Capability 3: Knowledge Organization & Retrieval

What it replaces: Confluence, SharePoint, Notion sprawl; tribal knowledge in people's heads

How it works:

User asks: "What's our policy on remote work?"
        Agent searches knowledge base
        Agent: "Remote work policy (updated March 2024):
                - 3 days/week in office minimum
                - Core hours 10am-3pm
                - Equipment stipend $500/year
                Want me to show the full policy or help with something specific?"

Key Design Principles:

  1. Conversational retrieval, not search results

    • Don't show: 47 matching documents
    • Show: The answer, with source citation
  2. Knowledge capture from policies

    • Policies automatically become queryable knowledge
    • "What's the approval limit for travel?" → Finds from policy
  3. Context-aware answers

    • Agent knows who's asking
    • Different answer for manager vs. new hire
  4. Living documentation

    • When policy changes, knowledge updates automatically
    • No stale documentation problem
  5. Capture tribal knowledge

    • "How do we usually handle X?" can be saved as knowledge
    • Turn one-off answers into reusable knowledge

Interface Pattern:

┌─────────────────────────────────────────────────────────┐
│  Ask anything...                                 🎤     │
│  ─────────────────────────────────────────────────────  │
│  "How do I get reimbursed for conference travel?"       │
└─────────────────────────────────────────────────────────┘
┌─────────────────────────────────────────────────────────┐
│  For conference travel reimbursement:                   │
│                                                         │
│  1. Submit expense within 30 days of travel            │
│  2. Include receipts for anything over $25             │
│  3. Per diem is $75/day for meals (no receipts needed) │
│  4. Pre-approval required for international travel     │
│                                                         │
│  📎 Source: Travel Policy (updated Nov 2024)           │
│                                                         │
│  Should I start an expense report for you?             │
│  [Yes, start expense]  [Show full policy]              │
└─────────────────────────────────────────────────────────┘

4. Value Proposition Checklist

Every feature must deliver on at least one:

✅ Eliminates SI Dependency

  • Can policy maker configure without consultant?
  • Is setup self-service?
  • Can changes be made without IT ticket?

✅ Shrinks Operations Team

  • Does this replace a human task?
  • Is the agent doing work, not just assisting?
  • Would a 50-person company NOT need an ops hire for this?

✅ Instant Policy Changes

  • Can policy be changed in natural language?
  • Is the change live immediately?
  • Is there no deployment/release cycle?

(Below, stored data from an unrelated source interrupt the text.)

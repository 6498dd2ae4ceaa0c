//! Read-only frame view handed to the renderer

use glam::IVec2;
use serde::{Deserialize, Serialize};

use super::collision::Rect;
use super::entity::{Direction, Entity};
use super::maze::AdversaryKind;

#[derive(Debug, Clone, Copy, PartialEq, Eq, Serialize, Deserialize)]
pub struct EntityView {
    pub pos: IVec2,
    pub size: IVec2,
    pub facing: Direction,
}

impl From<&Entity> for EntityView {
    fn from(entity: &Entity) -> Self {
        Self {
            pos: entity.pos(),
            size: entity.size(),
            facing: entity.direction(),
        }
    }
}

#[derive(Debug, Clone, Copy, PartialEq, Eq, Serialize, Deserialize)]
pub struct AdversaryView {
    pub kind: AdversaryKind,
    pub body: EntityView,
}

/// Everything needed to draw one frame
#[derive(Debug, Clone, PartialEq, Eq, Serialize, Deserialize)]
pub struct FrameSnapshot {
    pub player: EntityView,
    pub adversaries: Vec<AdversaryView>,
    pub walls: Vec<Rect>,
    pub pickups: Vec<Rect>,
    pub score: u32,
    pub lives: u8,
    pub game_over: bool,
}

impl FrameSnapshot {
    /// HUD line shown while playing
    pub fn hud_text(&self) -> String {
        format!("x{} Score: {}", self.lives, self.score)
    }
}
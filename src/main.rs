//! Maze Chase entry point
//!
//! Headless native driver: runs the simulation at its fixed tick rate with an
//! optional autopilot steering the player, logs game events, and prints the
//! final frame snapshot as JSON.

use rand::{Rng, SeedableRng};
use rand_pcg::Pcg32;

use maze_chase::sim::GameEvent;
use maze_chase::{Key, Session, Settings};

fn main() {
    env_logger::init();
    log::info!("Maze Chase (headless) starting...");

    let settings = Settings::load();
    let seed = settings.resolve_seed();
    let settings = Settings {
        seed: Some(seed),
        ..settings
    };

    let mut session = match Session::new(&settings) {
        Ok(session) => session,
        Err(e) => {
            log::error!("Maze layout is invalid: {}", e);
            std::process::exit(1);
        }
    };
    session.handle_key(Key::Start);

    // Separate stream so autopilot input doesn't disturb adversary picks
    let mut pilot = Pcg32::seed_from_u64(seed ^ 0x5eed);
    let keys = [Key::Up, Key::Down, Key::Left, Key::Right];
    let tick = settings.tick_interval();

    for _ in 0..settings.demo_ticks {
        if settings.autopilot && pilot.random_ratio(1, 4) {
            session.handle_key(keys[pilot.random_range(0..keys.len())]);
        }

        let update = session.advance(tick);
        for event in &update.events {
            match event {
                GameEvent::LifeLost { lives, by } => log::info!("Caught by {:?}, {} lives left", by, lives),
                GameEvent::GameOver { score } => log::info!("Game over, final score {}", score),
                GameEvent::MazeReloaded => log::info!("Maze cleared"),
                GameEvent::PickupConsumed { .. } => {}
            }
        }

        if session.engine().is_game_over() {
            if let Some(rank) = session.last_rank() {
                log::info!("New high score, rank {}", rank);
            }
            // Any key restarts
            session.handle_key(Key::Other(' '));
        }
    }

    let snapshot = session.snapshot();
    log::info!("{}", snapshot.hud_text());
    if let Some(best) = session.high_scores().top_score() {
        log::info!("Best score this session: {}", best);
    }

    match serde_json::to_string_pretty(&snapshot) {
        Ok(json) => println!("{}", json),
        Err(e) => log::error!("Could not serialize snapshot: {}", e),
    }
}
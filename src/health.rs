//! Health checking for live sessions
//!
//! Protocol readiness (`SessionState::Ready`) and transport liveness are
//! checked separately: a session can believe it is ready while its socket has
//! already gone away.

use crate::client::ConnectionState;
use crate::config::LifecyclePolicy;
use crate::events::{now_millis, EventSink};
use crate::registry::SessionRegistry;
use crate::session::{AccountId, Session};
use serde::Serialize;
use std::time::{Duration, Instant};
use tokio::sync::watch;
use tokio::task::JoinHandle;
use tracing::{debug, info, warn};

/// Result of a health check
#[derive(Debug, Clone, Copy, PartialEq, Eq, Serialize)]
#[serde(rename_all = "SCREAMING_SNAKE_CASE")]
pub enum HealthStatus {
    Healthy,
    Disconnected,
    Unhealthy,
    NotFound,
    Banned,
}

/// Reason for an unhealthy status
#[derive(Debug, Clone, PartialEq)]
pub enum UnhealthyReason {
    TransportNotOpen(ConnectionState),
    ProbeFailed(String),
    ProbeTimedOut,
    /// The probe task itself died
    CheckAborted,
}

impl std::fmt::Display for UnhealthyReason {
    fn fmt(&self, f: &mut std::fmt::Formatter<'_>) -> std::fmt::Result {
        match self {
            UnhealthyReason::TransportNotOpen(state) => write!(f, "transport_{}", state),
            UnhealthyReason::ProbeFailed(msg) => write!(f, "probe_failed:{}", msg),
            UnhealthyReason::ProbeTimedOut => write!(f, "probe_timeout"),
            UnhealthyReason::CheckAborted => write!(f, "check_aborted"),
        }
    }
}

/// number-health outbound payload
#[derive(Debug, Clone, PartialEq, Serialize)]
#[serde(rename_all = "camelCase")]
pub struct HealthRecord {
    pub account_id: AccountId,
    pub status: HealthStatus,
    #[serde(skip_serializing_if = "Option::is_none")]
    pub reason: Option<String>,
    #[serde(skip_serializing_if = "Option::is_none")]
    pub worker_id: Option<String>,
}

impl HealthRecord {
    pub fn new(account_id: AccountId, status: HealthStatus) -> Self {
        Self {
            account_id,
            status,
            reason: None,
            worker_id: None,
        }
    }

    pub fn with_reason(mut self, reason: impl ToString) -> Self {
        self.reason = Some(reason.to_string());
        self
    }

    pub fn with_worker(mut self, worker_id: &str) -> Self {
        self.worker_id = Some(worker_id.to_string());
        self
    }

    fn unhealthy(account_id: AccountId, reason: UnhealthyReason) -> Self {
        Self::new(account_id, HealthStatus::Unhealthy).with_reason(reason)
    }
}

/// Aggregate counts published on the status timer
#[derive(Debug, Clone, PartialEq, Serialize)]
#[serde(rename_all = "camelCase")]
pub struct WorkerStatus {
    pub worker_id: String,
    pub worker_name: String,
    pub total_sessions: usize,
    pub connected_sessions: usize,
    pub disconnected_sessions: usize,
    pub uptime_secs: u64,
    pub timestamp: i64,
}

impl WorkerStatus {
    pub fn collect(
        registry: &SessionRegistry,
        worker_id: &str,
        worker_name: &str,
        started: Instant,
    ) -> Self {
        let sessions = registry.list_active();
        let connected = sessions.iter().filter(|s| s.is_ready()).count();
        Self {
            worker_id: worker_id.to_string(),
            worker_name: worker_name.to_string(),
            total_sessions: sessions.len(),
            connected_sessions: connected,
            disconnected_sessions: sessions.len() - connected,
            uptime_secs: started.elapsed().as_secs(),
            timestamp: now_millis(),
        }
    }
}

/// Check one session without publishing anything
pub async fn assess(session: &Session, query_timeout: Duration) -> HealthRecord {
    let account_id = session.account_id();
    if !session.is_ready() {
        return HealthRecord::new(account_id, HealthStatus::Disconnected)
            .with_reason(session.state());
    }

    match tokio::time::timeout(query_timeout, session.transport_state()).await {
        Ok(Ok(ConnectionState::Open)) => HealthRecord::new(account_id, HealthStatus::Healthy),
        Ok(Ok(state)) => HealthRecord::unhealthy(account_id, UnhealthyReason::TransportNotOpen(state)),
        Ok(Err(e)) => HealthRecord::unhealthy(account_id, UnhealthyReason::ProbeFailed(e.to_string())),
        Err(_) => HealthRecord::unhealthy(account_id, UnhealthyReason::ProbeTimedOut),
    }
}

/// Periodic and on-demand session health checks
#[derive(Clone)]
pub struct HealthMonitor {
    registry: SessionRegistry,
    events: EventSink,
    query_timeout: Duration,
    interval: Duration,
}

impl HealthMonitor {
    pub fn new(registry: SessionRegistry, events: EventSink, policy: &LifecyclePolicy) -> Self {
        Self {
            registry,
            events,
            query_timeout: policy.query_timeout,
            interval: policy.health_check_interval,
        }
    }

    async fn emit(&self, record: HealthRecord) -> HealthRecord {
        let record = record.with_worker(self.events.worker_id());
        self.events.health(&record).await;
        record
    }

    /// Check and publish one session
    pub async fn check_session(&self, session: &Session) -> HealthRecord {
        let record = assess(session, self.query_timeout).await;
        debug!(
            account_id = record.account_id,
            status = ?record.status,
            reason = record.reason.as_deref().unwrap_or(""),
            "Health checked"
        );
        self.emit(record).await
    }

    /// Check every registered session
    ///
    /// Each check runs as its own task so a fault in one probe cannot stop
    /// the others.
    pub async fn check_all(&self) -> Vec<HealthRecord> {
        let tasks: Vec<(AccountId, JoinHandle<HealthRecord>)> = self
            .registry
            .list_active()
            .into_iter()
            .map(|session| {
                let query_timeout = self.query_timeout;
                let account_id = session.account_id();
                let task = tokio::spawn(async move { assess(&session, query_timeout).await });
                (account_id, task)
            })
            .collect();

        let mut records = Vec::with_capacity(tasks.len());
        for (account_id, task) in tasks {
            let record = match task.await {
                Ok(record) => record,
                Err(e) => {
                    warn!(account_id, error = %e, "Health probe task failed");
                    HealthRecord::unhealthy(account_id, UnhealthyReason::CheckAborted)
                }
            };
            records.push(self.emit(record).await);
        }

        info!(
            checked = records.len(),
            healthy = records
                .iter()
                .filter(|r| r.status == HealthStatus::Healthy)
                .count(),
            "Health check cycle complete"
        );
        records
    }

    /// On-demand probe for one account
    pub async fn probe(&self, account_id: AccountId) -> HealthRecord {
        match self.registry.find(account_id) {
            Some(session) => self.check_session(&session).await,
            None => {
                self.emit(HealthRecord::new(account_id, HealthStatus::NotFound))
                    .await
            }
        }
    }

    /// Publish a ban notice for an account
    pub async fn report_banned(&self, account_id: AccountId, reason: &str) -> HealthRecord {
        warn!(account_id, reason, "Account flagged as banned");
        self.emit(HealthRecord::new(account_id, HealthStatus::Banned).with_reason(reason))
            .await
    }

    /// Run `check_all` on the configured interval until shutdown flips
    pub fn spawn(self, mut shutdown: watch::Receiver<bool>) -> JoinHandle<()> {
        tokio::spawn(async move {
            let mut ticker = tokio::time::interval(self.interval);
            ticker.set_missed_tick_behavior(tokio::time::MissedTickBehavior::Delay);
            // First tick fires immediately; skip it so startup restores settle
            ticker.tick().await;

            loop {
                tokio::select! {
                    _ = ticker.tick() => {
                        self.check_all().await;
                    }
                    changed = shutdown.changed() => {
                        if changed.is_err() || *shutdown.borrow() {
                            debug!("Health monitor stopping");
                            break;
                        }
                    }
                }
            }
        })
    }
}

✅ Knowledge Always Available

  • Is information retrievable conversationally?
  • Is there a single source of truth?
  • Does it eliminate "ask Bob, he knows"?

Red flags (features that don't fit):

  • "Requires initial setup workshop" ❌
  • "Configure in admin settings" ❌
  • "Integrate with your existing..." ❌ (v1 should be complete)
  • "Training required for advanced features" ❌

5. Design Principles

Principle 1: AI Does, Human Confirms

Wrong: AI assists human doing work
Right: AI does work, human confirms/approves

Wrong: "Here's a draft invoice for you to review and edit"
Right: "I created the invoice. It's ready to send. [Send] [Edit first]"

Principle 2: Natural Language Everything

Wrong: Forms with fields
Right: Conversation that extracts what's needed

Wrong: "Select department: [dropdown]"
Right: "Who's this for?" → Agent figures out department

Principle 3: Policy Before Rejection

Wrong: User submits → Error: "Exceeds limit"
Right: User types intent → "This needs approval because [policy]" → User decides to proceed

User should never be surprised by a policy.

Principle 4: Zero Training for Basic Tasks

Wrong: "See documentation for how to submit expenses"
Right: "I need to expense lunch" → Agent handles everything

If a new employee can't accomplish basic tasks on day 1 without training, we've failed.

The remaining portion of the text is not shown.